DATA IN THIS EXERCISE Start Marker
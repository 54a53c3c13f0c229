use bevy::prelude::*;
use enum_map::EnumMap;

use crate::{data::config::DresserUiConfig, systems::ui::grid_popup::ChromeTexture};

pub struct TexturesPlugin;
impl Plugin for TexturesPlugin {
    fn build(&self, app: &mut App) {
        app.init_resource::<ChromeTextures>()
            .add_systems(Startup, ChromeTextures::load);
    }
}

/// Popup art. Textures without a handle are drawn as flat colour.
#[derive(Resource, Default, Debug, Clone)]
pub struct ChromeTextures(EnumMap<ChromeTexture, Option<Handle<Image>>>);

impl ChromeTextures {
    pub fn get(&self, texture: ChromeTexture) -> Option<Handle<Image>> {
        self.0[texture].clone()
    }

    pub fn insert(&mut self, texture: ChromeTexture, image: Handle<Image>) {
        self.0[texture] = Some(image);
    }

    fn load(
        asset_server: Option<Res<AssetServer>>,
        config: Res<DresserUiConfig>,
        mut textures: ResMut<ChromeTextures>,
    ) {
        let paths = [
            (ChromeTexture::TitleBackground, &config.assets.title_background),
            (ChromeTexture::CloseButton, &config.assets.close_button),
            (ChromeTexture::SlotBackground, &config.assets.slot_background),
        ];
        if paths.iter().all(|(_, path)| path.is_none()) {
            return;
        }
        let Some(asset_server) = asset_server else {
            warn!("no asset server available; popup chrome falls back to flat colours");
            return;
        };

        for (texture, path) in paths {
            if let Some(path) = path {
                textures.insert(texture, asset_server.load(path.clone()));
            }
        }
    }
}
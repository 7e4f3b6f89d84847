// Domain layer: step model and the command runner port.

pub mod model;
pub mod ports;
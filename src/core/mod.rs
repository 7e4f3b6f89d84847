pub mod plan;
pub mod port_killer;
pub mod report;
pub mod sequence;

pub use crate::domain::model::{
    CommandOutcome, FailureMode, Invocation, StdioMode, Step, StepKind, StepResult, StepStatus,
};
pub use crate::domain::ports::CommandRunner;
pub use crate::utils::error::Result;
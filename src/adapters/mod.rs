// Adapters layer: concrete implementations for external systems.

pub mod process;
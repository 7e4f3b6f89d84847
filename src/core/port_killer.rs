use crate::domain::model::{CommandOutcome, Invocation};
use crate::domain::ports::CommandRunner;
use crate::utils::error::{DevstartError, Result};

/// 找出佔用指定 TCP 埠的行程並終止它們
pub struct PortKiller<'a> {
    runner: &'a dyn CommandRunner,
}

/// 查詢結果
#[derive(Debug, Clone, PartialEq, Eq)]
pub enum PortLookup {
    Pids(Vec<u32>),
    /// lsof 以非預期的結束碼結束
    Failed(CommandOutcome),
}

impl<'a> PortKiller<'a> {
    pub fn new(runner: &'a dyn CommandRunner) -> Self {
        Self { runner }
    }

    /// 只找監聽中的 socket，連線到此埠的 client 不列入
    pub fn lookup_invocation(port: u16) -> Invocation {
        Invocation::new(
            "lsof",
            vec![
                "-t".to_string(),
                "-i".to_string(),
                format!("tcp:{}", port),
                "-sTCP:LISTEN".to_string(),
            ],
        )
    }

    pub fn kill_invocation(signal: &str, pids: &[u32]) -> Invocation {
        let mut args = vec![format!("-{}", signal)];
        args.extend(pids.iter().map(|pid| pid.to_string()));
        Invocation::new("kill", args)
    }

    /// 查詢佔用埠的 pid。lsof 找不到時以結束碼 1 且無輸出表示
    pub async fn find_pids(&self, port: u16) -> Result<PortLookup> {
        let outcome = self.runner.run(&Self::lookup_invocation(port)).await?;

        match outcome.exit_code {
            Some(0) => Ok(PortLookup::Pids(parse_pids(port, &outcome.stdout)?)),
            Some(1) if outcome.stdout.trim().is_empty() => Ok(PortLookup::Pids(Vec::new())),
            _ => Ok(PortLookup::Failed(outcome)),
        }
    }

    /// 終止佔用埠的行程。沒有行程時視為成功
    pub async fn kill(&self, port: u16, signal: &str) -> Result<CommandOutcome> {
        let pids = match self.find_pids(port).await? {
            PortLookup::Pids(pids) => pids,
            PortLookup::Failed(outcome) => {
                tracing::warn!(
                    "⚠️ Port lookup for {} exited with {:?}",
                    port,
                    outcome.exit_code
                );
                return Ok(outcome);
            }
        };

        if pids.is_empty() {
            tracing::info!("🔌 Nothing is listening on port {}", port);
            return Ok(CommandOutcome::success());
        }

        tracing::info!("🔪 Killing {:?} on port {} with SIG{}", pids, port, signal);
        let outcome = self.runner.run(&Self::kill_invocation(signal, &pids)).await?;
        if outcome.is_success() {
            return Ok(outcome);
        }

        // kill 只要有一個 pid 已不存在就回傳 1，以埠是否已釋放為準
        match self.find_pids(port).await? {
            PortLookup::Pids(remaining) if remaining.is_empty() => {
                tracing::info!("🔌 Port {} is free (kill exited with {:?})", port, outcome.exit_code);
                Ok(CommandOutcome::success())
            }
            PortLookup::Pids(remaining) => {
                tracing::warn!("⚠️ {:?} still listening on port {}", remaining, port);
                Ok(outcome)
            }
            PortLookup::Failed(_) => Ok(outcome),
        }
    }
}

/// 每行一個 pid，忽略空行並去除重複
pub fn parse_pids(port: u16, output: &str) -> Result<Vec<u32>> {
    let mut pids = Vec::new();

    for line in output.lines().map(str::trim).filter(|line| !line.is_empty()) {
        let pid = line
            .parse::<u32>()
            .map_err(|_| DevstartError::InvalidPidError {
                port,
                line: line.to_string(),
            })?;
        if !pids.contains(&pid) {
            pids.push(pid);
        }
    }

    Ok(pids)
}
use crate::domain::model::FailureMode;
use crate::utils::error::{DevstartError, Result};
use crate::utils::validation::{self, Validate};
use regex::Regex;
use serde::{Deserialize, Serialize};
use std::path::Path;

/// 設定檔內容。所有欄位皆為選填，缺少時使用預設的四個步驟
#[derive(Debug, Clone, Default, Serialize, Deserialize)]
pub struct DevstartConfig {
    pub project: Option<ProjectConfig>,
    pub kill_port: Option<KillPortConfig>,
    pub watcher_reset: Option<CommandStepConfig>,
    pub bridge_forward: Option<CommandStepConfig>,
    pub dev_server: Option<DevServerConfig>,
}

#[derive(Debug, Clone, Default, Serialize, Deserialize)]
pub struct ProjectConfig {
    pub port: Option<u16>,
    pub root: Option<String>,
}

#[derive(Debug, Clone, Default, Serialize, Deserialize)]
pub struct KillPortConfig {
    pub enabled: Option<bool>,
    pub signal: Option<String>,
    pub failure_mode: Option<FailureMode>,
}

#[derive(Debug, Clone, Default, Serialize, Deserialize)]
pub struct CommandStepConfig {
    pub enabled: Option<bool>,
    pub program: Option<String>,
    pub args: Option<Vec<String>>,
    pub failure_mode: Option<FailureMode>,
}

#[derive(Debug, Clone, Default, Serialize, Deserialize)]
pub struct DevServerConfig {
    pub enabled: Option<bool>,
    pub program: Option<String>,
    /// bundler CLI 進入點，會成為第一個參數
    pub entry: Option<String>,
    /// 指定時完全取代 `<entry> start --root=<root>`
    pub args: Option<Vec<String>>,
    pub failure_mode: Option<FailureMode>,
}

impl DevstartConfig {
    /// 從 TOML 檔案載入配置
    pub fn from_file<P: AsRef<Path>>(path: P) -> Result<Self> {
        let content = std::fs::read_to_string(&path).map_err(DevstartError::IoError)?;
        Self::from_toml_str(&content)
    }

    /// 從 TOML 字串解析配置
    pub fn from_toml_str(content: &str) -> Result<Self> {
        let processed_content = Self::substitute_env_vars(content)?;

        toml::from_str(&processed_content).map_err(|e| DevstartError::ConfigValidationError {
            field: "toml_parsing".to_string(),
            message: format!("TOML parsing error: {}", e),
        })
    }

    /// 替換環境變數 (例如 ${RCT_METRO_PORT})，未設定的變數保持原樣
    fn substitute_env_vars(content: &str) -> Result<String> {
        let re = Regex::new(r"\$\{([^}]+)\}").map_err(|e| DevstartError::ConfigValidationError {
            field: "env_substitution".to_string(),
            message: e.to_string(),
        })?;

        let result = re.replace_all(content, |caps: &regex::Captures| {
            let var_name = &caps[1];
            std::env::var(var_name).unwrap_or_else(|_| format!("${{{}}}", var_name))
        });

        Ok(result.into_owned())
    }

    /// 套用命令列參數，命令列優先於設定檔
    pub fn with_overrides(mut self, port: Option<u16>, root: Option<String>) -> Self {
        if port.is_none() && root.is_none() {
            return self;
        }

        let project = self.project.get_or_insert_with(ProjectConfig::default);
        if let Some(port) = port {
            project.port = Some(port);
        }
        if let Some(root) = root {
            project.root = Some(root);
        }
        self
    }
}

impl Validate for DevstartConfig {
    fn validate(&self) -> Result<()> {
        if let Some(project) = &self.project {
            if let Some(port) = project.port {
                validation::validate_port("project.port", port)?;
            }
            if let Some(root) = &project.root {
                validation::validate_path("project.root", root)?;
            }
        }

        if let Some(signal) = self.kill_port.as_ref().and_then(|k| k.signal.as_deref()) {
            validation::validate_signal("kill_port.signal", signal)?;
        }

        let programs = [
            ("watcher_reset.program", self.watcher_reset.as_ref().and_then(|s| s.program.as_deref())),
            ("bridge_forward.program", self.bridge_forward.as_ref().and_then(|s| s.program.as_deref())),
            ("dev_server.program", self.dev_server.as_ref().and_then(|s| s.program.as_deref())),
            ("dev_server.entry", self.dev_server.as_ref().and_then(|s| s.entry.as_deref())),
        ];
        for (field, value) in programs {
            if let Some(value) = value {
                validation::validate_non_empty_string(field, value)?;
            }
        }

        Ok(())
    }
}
DATA IN THIS EXERCISE End Marker
Quote the listing above from its first line to the line with "filename src/adapters/mod.rs", inclusive, and add nothing.

repository 54a53c3c13f0c229
use bevy::prelude::*;
use enum_map::EnumMap;

use crate::{data::config::DresserUiConfig, systems::ui::grid_popup::ChromeTexture};

pub struct TexturesPlugin;
impl Plugin for TexturesPlugin {
    fn build(&self, app: &mut App) {
        app.init_resource::<ChromeTextures>()
            .add_systems(Startup, ChromeTextures::load);
    }
}

/// Popup art. Textures without a handle are drawn as flat colour.
#[derive(Resource, Default, Debug, Clone)]
pub struct ChromeTextures(EnumMap<ChromeTexture, Option<Handle<Image>>>);

impl ChromeTextures {
    pub fn get(&self, texture: ChromeTexture) -> Option<Handle<Image>> {
        self.0[texture].clone()
    }

    pub fn insert(&mut self, texture: ChromeTexture, image: Handle<Image>) {
        self.0[texture] = Some(image);
    }

    fn load(
        asset_server: Option<Res<AssetServer>>,
        config: Res<DresserUiConfig>,
        mut textures: ResMut<ChromeTextures>,
    ) {
        let paths = [
            (ChromeTexture::TitleBackground, &config.assets.title_background),
            (ChromeTexture::CloseButton, &config.assets.close_button),
            (ChromeTexture::SlotBackground, &config.assets.slot_background),
        ];
        if paths.iter().all(|(_, path)| path.is_none()) {
            return;
        }
        let Some(asset_server) = asset_server else {
            warn!("no asset server available; popup chrome falls back to flat colours");
            return;
        };

        for (texture, path) in paths {
            if let Some(path) = path {
                textures.insert(texture, asset_server.load(path.clone()));
            }
        }
    }
}
repository 7e4f3b6f89d84847
// Domain layer: step model and the command runner port.

pub mod model;
pub mod ports;
filename src/core/mod.rs
repository 7e4f3b6f89d84847
pub mod plan;
pub mod port_killer;
pub mod report;
pub mod sequence;

pub use crate::domain::model::{
    CommandOutcome, FailureMode, Invocation, StdioMode, Step, StepKind, StepResult, StepStatus,
};
pub use crate::domain::ports::CommandRunner;
pub use crate::utils::error::Result;
filename src/adapters/mod.rs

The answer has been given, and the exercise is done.